:: INSTRUCTIONS TO FOLLOW ::
Below are some records. Return exactly the lines from the one with "pub const PACKETSIZE: usize = 508;" to the one with "entry dates in", and nothing else.

Items from a data source

'''

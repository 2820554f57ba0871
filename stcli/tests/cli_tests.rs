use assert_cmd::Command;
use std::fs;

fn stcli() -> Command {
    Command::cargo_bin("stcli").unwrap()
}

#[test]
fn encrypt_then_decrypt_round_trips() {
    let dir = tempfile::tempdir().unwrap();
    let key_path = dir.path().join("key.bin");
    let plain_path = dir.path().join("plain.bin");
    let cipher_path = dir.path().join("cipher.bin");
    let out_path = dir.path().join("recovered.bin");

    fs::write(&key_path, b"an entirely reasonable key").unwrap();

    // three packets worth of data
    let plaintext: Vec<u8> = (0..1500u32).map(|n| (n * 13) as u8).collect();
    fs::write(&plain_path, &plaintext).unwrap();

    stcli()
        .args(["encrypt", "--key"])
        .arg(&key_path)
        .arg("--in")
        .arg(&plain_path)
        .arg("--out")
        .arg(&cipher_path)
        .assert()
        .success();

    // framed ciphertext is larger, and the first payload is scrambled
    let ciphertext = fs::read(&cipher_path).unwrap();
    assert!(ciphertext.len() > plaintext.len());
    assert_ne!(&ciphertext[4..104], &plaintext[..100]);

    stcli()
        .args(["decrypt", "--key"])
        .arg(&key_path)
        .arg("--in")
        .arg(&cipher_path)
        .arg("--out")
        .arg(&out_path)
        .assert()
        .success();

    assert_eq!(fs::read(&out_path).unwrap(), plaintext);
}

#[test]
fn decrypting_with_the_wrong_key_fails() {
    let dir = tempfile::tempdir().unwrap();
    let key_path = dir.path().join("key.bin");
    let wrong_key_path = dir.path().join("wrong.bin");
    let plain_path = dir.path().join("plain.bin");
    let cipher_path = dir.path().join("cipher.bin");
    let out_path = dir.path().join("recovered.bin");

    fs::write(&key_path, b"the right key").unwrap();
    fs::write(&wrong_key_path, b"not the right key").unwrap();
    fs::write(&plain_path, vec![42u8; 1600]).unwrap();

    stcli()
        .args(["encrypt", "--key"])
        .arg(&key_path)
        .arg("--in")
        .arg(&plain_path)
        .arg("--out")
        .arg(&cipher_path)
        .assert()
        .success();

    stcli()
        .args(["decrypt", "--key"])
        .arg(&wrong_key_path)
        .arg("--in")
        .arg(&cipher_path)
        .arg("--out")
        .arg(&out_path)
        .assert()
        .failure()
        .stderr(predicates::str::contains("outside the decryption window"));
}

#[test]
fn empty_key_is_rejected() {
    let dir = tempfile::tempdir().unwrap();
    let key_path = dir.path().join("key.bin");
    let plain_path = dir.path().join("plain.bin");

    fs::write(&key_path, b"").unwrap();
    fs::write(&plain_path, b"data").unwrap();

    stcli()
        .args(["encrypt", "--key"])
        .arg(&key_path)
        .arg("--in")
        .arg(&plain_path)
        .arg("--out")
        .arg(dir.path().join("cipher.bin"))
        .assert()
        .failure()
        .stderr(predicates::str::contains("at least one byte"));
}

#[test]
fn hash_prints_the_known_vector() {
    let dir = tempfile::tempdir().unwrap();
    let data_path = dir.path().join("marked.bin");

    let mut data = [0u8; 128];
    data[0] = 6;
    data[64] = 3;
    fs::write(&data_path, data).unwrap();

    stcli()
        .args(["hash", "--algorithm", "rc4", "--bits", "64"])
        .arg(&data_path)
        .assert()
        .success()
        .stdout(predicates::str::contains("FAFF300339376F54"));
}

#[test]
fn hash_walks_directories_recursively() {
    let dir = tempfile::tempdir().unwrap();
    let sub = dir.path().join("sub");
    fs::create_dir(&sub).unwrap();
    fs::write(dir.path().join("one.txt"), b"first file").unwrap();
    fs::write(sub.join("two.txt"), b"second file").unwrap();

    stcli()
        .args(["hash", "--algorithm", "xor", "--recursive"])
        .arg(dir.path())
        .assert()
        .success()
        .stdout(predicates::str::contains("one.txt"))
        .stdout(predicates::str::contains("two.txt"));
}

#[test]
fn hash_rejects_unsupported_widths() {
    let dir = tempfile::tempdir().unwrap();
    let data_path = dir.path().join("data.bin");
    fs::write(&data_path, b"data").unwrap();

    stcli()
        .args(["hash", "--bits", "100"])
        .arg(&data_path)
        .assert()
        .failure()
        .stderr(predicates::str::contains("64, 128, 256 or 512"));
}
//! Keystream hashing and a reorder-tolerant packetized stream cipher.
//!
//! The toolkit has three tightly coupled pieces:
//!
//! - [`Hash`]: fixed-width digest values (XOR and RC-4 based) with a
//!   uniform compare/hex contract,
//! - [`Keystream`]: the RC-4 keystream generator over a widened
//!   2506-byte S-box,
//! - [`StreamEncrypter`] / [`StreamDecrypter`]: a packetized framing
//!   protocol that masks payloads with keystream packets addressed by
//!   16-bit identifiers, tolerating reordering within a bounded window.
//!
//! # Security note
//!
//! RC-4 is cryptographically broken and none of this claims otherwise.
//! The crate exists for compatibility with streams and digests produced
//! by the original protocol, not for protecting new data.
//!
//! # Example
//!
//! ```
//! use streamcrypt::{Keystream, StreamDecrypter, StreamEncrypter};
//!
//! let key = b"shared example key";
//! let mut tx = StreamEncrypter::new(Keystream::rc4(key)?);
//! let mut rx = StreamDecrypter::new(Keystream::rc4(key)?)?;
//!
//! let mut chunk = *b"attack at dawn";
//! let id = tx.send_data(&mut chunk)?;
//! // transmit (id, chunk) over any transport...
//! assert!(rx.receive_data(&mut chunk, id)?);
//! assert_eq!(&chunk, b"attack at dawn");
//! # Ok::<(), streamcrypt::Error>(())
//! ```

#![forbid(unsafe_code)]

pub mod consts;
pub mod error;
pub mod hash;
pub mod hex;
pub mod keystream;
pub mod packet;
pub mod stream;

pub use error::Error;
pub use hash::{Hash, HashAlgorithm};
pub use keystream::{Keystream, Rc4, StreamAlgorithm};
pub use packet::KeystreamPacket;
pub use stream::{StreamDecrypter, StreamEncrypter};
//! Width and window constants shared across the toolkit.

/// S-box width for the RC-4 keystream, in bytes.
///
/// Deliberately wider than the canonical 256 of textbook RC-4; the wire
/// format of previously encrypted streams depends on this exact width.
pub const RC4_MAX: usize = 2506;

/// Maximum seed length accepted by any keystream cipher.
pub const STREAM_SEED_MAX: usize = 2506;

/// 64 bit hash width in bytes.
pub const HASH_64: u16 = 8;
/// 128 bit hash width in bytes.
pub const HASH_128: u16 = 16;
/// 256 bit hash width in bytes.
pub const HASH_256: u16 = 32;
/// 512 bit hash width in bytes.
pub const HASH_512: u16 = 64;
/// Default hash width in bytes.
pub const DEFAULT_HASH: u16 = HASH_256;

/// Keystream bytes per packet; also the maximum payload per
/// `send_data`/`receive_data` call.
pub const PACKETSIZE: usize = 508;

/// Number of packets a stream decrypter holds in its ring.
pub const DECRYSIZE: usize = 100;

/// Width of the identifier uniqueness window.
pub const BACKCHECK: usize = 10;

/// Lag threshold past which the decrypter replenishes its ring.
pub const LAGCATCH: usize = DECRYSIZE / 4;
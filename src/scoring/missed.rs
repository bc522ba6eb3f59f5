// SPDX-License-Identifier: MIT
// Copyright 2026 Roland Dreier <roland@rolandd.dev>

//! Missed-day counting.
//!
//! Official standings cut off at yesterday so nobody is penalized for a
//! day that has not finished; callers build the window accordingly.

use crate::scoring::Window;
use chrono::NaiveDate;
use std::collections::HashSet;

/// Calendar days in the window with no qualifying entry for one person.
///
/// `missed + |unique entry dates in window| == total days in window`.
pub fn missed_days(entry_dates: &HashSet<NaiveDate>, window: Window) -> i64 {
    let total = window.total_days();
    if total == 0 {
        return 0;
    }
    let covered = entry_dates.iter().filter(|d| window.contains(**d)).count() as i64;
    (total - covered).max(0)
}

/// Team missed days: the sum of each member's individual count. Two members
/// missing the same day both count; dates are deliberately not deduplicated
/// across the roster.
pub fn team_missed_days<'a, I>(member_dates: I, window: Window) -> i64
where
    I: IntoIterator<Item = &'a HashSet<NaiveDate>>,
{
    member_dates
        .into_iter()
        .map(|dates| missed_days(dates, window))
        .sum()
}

'''

:: RESPONSE TO THE EXERCISE ::
pub const PACKETSIZE: usize = 508;

/// Number of packets a stream decrypter holds in its ring.
pub const DECRYSIZE: usize = 100;

/// Width of the identifier uniqueness window.
pub const BACKCHECK: usize = 10;

/// Lag threshold past which the decrypter replenishes its ring.
pub const LAGCATCH: usize = DECRYSIZE / 4;
filename src/scoring/missed.rs
repository bc522ba6eb3f59f5
// SPDX-License-Identifier: MIT
// Copyright 2026 Roland Dreier <roland@rolandd.dev>

//! Missed-day counting.
//!
//! Official standings cut off at yesterday so nobody is penalized for a
//! day that has not finished; callers build the window accordingly.

use crate::scoring::Window;
use chrono::NaiveDate;
use std::collections::HashSet;

/// Calendar days in the window with no qualifying entry for one person.
///
/// `missed + |unique entry dates in window| == total days in window`.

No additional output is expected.